Its ongoing quest for world domination not quite over yet, Frozen took home the award for Best Compilation Soundtrack for Visual Media, and “Let it Go” won for Best Song Written for Visual Media. It didn’t win for Best Score, though: that honor went to Grand Budapest Hotel, which has some stiff competition for the same award at the Oscars later this month.
Other big-name winners included Tiësto for his “All of Me” remix (Best Remixed Recording), Clean Bandit for “Rather Be” (Best Dance Recording), Carrie Underwood for “Something in the Water” (Best Country Solo Performance), The Band Perry for “Gentle on My Mind (Best Country Duo/Group Performance).
More: Lady Gaga & Tony Bennett for Cheek to Cheek (Best Traditional Pop Vocal Album), Pharrell Williams for “Happy” (Best Music Video). “Say Something” was the Best Pop Group/Duo Performance, “Lazaretto” was the Best Rock Performance, and “Ain’t It Fun” was the Best Rock Song.
Clean Bandit “Rather Be”
In one of the night’s big upsets, St. Vincent won Best Alternative Music Album. She was the first woman to do so since 1990, when Sinéad O’Connor won – but refused – the award.

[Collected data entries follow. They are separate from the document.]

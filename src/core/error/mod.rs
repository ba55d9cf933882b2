//! Error handling utilities for registration and system errors.

mod macros;

pub(crate) use self::macros::fatal;

use std::error::Error;
use std::fmt::Debug;
use std::fmt::Display;
use std::fmt::Formatter;
use std::fmt::Result as FmtResult;
use std::io;

use crate::core::EventFlags;

// -----------------------------------------------------------------------------
// Flag Group Error
// -----------------------------------------------------------------------------

/// A registration passed flags outside the group its operation accepts.
///
/// Descriptor registrations accept the descriptor group, path watches the
/// path group, and process watches the process group; an empty set or a set
/// that mixes groups is ill-formed.
#[derive(Clone, Copy, Hash, PartialEq, Eq)]
pub struct FlagGroupError {
  given: EventFlags,
  group: EventFlags,
}

impl FlagGroupError {
  #[inline]
  pub(crate) const fn new(given: EventFlags, group: EventFlags) -> Self {
    Self { given, group }
  }

  /// Returns the flags the caller passed.
  #[inline]
  pub const fn given(&self) -> EventFlags {
    self.given
  }
}

impl Debug for FlagGroupError {
  fn fmt(&self, f: &mut Formatter<'_>) -> FmtResult {
    Display::fmt(self, f)
  }
}

impl Display for FlagGroupError {
  fn fmt(&self, f: &mut Formatter<'_>) -> FmtResult {
    write!(
      f,
      "flags {:?} are not drawn from the accepted group {:?}",
      self.given, self.group,
    )
  }
}

impl Error for FlagGroupError {}

impl From<FlagGroupError> for io::Error {
  #[inline]
  fn from(other: FlagGroupError) -> Self {
    io::Error::new(io::ErrorKind::InvalidInput, other)
  }
}

/// Checks that `flags` is a non-empty subset of `group`.
#[inline]
pub(crate) fn check_group(flags: EventFlags, group: EventFlags) -> Result<(), FlagGroupError> {
  if flags.is_within(group) {
    Ok(())
  } else {
    Err(FlagGroupError::new(flags, group))
  }
}

// -----------------------------------------------------------------------------
// Tests
// -----------------------------------------------------------------------------
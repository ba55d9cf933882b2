use std::os::fd::RawFd;

use crate::core::EventFlags;

/// Identifier of one path watch inside the path watcher.
pub type WatchDescriptor = i32;

// -----------------------------------------------------------------------------
// Poll Key
// -----------------------------------------------------------------------------

/// Tagged key naming one watched entity.
///
/// The tag makes removal unambiguous: a descriptor, a path watch, and a
/// process watch live in different tables even when their numeric values
/// collide.
#[derive(Clone, Copy, Debug, Hash, PartialEq, Eq)]
pub enum PollKey {
  /// A user-registered file descriptor.
  Fd(RawFd),
  /// A path watch, named by its watch descriptor.
  Wd(WatchDescriptor),
  /// A process watch, named by the target PID.
  Pid(i32),
}

// -----------------------------------------------------------------------------
// Process Event
// -----------------------------------------------------------------------------

/// Payload of one process lifecycle notification.
///
/// `exit_code` is the raw `wait(2)` status reported by the kernel; for a
/// normal exit the low-level code is `(exit_code >> 8) & 0xFF`. The field
/// is only meaningful on [`EXIT_EVENT`] records and is zero otherwise.
///
/// [`EXIT_EVENT`]: crate::core::EventFlags::EXIT_EVENT
#[derive(Clone, Copy, Debug, Hash, PartialEq, Eq)]
pub struct ProcessEvent {
  pub pid: i32,
  pub tgid: i32,
  pub exit_code: u32,
  pub exit_signal: u32,
}

// -----------------------------------------------------------------------------
// Poll Record
// -----------------------------------------------------------------------------

/// One entry of a poll wakeup.
///
/// Records live for exactly one loop iteration: the backend fills them, the
/// loop converts each into a deferred handler invocation, and the buffer is
/// cleared on the next poll.
#[derive(Clone, Debug)]
pub struct PollRecord {
  pub key: PollKey,
  pub flags: EventFlags,
  pub process: Option<ProcessEvent>,
}

impl PollRecord {
  /// Creates a record carrying no process payload.
  #[inline]
  pub(crate) const fn new(key: PollKey, flags: EventFlags) -> Self {
    Self {
      key,
      flags,
      process: None,
    }
  }

  /// Creates a record for a process notification.
  #[inline]
  pub(crate) const fn with_process(flags: EventFlags, event: ProcessEvent) -> Self {
    Self {
      key: PollKey::Pid(event.pid),
      flags,
      process: Some(event),
    }
  }
}
use std::time::Duration;
use std::time::Instant;

/// Converts a deadline into a poll timeout in whole milliseconds.
///
/// Rounds up so the poll never wakes before the deadline, and saturates at
/// `i32::MAX` for deadlines far in the future. A deadline that has already
/// passed yields zero.
#[inline]
pub(crate) fn millis_until(deadline: Instant) -> i32 {
  let Some(remaining) = deadline.checked_duration_since(Instant::now()) else {
    return 0;
  };

  ceil_millis(remaining)
}

#[inline]
fn ceil_millis(duration: Duration) -> i32 {
  let nanos: u128 = duration.as_nanos();
  let millis: u128 = nanos.div_ceil(1_000_000);

  millis.min(i32::MAX as u128) as i32
}

// -----------------------------------------------------------------------------
// Tests
// -----------------------------------------------------------------------------

#[cfg(test)]
mod tests {
  use super::*;

  #[test]
  fn test_past_deadline_is_zero() {
    assert_eq!(millis_until(Instant::now() - Duration::from_secs(1)), 0);
  }

  #[test]
  fn test_rounds_up() {
    assert_eq!(ceil_millis(Duration::from_micros(1)), 1);
    assert_eq!(ceil_millis(Duration::from_millis(50)), 50);
    assert_eq!(ceil_millis(Duration::from_micros(50_500)), 51);
  }

  #[test]
  fn test_saturates() {
    assert_eq!(ceil_millis(Duration::from_secs(u64::MAX)), i32::MAX);
  }
}
//! Internal error handling macros.

/// Displays a system error message and aborts the program.
///
/// Use this for unrecoverable errors that indicate the event core cannot
/// function at all - failing to create the OS wait primitive, for example.
/// The program prints a diagnostic message and immediately aborts without
/// unwinding.
///
/// # Examples
///
/// ```ignore
/// if fd < 0 {
///   fatal!("unable to create an epoll instance");
/// }
/// ```
macro_rules! fatal {
  ($error:expr) => {{
    ::std::eprintln!(
      "{}:{}: a core invariant has been broken: {}",
      ::std::file!(),
      ::std::line!(),
      $error,
    );

    ::std::process::abort();
  }};
}

pub(crate) use fatal;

Kendrick Lamar, who was controversially snubbed last year despite seven nominations, won his first two awards for “i” in the Best Rap Performance and Best Rap Song categories.
Kendrick Lamar “i”
John Williams won his 22nd career Grammy for The Book Thief (Best Instrumental Composition). This ties him with Stevie Wonder as the 6th biggest winner in history. Chick Corea won his 22nd over an hour later, adding himself to the 6th-place huddle.
Accepting Best World Album for Eve, Angélique Kidjo gave one of the night’s best speeches: “Music is the weapon of peace… As artists we have a role to play in the stability of this world… Women of Africa, you rock.”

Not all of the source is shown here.